**WHAT IS NEEDED:** The answer must be every line from the entries below that contains "listener".

**RECORD SET:**
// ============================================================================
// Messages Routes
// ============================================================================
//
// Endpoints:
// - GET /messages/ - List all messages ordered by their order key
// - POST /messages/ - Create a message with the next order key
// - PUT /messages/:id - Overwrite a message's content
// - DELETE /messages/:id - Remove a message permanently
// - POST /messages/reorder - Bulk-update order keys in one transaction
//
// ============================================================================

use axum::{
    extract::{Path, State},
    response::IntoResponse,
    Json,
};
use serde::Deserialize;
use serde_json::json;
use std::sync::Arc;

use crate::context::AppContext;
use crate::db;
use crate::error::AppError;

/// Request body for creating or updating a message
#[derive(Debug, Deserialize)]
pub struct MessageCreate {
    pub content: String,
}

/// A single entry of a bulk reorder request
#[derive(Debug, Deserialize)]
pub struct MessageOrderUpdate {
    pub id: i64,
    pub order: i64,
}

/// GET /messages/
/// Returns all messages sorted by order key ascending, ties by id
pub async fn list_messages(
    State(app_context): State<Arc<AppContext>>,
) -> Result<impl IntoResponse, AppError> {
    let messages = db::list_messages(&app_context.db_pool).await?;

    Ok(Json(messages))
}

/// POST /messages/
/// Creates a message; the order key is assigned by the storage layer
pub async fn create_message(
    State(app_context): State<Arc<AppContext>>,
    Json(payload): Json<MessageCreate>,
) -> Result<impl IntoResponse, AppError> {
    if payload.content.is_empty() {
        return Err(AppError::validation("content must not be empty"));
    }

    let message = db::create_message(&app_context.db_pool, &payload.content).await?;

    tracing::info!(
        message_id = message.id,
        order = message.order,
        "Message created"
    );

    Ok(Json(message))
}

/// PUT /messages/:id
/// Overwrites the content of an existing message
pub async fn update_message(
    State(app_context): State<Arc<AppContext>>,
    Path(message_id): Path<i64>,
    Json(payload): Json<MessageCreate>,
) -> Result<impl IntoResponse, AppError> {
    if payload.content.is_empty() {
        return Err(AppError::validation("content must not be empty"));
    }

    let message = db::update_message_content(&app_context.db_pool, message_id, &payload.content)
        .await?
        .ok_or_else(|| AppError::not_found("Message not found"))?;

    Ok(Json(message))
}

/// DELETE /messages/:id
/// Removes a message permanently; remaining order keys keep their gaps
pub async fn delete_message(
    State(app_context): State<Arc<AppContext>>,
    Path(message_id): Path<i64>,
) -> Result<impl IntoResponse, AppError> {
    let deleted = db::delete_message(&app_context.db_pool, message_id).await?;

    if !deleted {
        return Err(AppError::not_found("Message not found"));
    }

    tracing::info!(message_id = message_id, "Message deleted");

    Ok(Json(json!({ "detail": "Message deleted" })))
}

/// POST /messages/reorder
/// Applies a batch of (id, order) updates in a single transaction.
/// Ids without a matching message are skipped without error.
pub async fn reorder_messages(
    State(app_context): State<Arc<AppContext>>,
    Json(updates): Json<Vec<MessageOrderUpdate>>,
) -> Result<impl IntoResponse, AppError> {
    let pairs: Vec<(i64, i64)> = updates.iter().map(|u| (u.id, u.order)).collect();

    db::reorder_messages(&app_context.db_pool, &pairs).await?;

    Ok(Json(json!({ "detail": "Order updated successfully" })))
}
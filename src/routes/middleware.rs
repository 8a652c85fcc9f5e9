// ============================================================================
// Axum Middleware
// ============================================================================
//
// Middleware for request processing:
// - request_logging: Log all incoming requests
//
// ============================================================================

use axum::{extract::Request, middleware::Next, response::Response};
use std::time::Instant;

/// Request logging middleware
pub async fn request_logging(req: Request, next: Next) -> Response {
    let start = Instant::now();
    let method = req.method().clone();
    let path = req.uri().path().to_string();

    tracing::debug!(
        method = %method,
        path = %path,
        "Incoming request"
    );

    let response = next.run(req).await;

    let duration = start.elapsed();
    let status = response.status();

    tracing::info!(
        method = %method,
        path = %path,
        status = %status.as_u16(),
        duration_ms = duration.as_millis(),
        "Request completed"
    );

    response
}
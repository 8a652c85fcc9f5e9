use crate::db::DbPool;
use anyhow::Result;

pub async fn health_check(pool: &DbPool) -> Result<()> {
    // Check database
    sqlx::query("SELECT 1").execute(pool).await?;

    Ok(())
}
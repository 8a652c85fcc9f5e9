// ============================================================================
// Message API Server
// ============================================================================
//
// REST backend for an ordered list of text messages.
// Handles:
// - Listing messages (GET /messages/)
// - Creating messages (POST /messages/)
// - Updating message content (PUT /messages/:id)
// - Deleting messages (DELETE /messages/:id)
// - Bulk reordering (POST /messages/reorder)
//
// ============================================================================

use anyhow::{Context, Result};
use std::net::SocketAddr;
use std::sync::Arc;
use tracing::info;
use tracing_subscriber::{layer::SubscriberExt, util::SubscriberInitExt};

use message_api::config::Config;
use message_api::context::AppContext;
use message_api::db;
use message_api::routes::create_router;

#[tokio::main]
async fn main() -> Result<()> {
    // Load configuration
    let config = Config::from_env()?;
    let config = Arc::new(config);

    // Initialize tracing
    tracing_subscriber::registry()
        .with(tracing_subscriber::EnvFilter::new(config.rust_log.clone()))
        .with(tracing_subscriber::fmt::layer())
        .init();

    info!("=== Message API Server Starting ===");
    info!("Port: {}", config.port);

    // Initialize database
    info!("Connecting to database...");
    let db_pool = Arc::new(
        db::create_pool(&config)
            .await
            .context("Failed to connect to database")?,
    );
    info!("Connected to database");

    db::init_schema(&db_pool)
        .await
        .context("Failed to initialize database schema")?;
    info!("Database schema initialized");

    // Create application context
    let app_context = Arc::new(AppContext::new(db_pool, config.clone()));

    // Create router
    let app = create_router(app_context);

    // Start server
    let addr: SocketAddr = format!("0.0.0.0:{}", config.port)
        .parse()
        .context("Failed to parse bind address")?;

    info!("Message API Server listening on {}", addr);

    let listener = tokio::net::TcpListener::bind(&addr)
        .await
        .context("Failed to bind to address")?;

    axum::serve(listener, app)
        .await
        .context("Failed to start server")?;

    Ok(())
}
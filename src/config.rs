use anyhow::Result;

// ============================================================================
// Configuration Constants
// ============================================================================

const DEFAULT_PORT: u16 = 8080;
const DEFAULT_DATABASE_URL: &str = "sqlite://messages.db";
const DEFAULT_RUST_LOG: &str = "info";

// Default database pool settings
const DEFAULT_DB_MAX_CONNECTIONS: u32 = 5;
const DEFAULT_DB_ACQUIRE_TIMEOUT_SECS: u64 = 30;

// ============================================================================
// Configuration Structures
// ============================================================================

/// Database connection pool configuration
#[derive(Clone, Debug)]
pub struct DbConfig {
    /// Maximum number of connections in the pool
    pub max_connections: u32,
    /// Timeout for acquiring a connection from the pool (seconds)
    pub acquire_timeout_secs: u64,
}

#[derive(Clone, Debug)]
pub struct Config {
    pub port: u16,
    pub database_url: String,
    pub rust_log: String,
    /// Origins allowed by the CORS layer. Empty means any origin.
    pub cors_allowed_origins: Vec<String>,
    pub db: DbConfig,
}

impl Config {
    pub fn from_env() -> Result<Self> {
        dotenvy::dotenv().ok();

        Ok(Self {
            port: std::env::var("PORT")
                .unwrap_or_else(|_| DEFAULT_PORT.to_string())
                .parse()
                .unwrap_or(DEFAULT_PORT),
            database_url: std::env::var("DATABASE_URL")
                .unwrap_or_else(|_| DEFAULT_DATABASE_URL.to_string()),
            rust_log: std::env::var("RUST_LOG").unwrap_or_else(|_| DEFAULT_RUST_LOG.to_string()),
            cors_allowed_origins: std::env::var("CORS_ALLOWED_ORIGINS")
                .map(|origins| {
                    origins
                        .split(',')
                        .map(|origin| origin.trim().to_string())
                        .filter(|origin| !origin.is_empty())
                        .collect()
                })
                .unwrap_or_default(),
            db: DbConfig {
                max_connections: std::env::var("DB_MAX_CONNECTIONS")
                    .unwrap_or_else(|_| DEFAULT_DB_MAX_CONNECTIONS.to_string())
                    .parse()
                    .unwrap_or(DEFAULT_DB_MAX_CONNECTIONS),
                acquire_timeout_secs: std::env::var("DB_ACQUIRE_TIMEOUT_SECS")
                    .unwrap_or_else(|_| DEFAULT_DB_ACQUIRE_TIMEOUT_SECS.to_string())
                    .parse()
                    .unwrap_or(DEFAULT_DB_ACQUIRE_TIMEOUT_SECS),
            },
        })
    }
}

**EXERCISE OUTPUT:**
    let listener = tokio::net::TcpListener::bind(&addr)
    axum::serve(listener, app)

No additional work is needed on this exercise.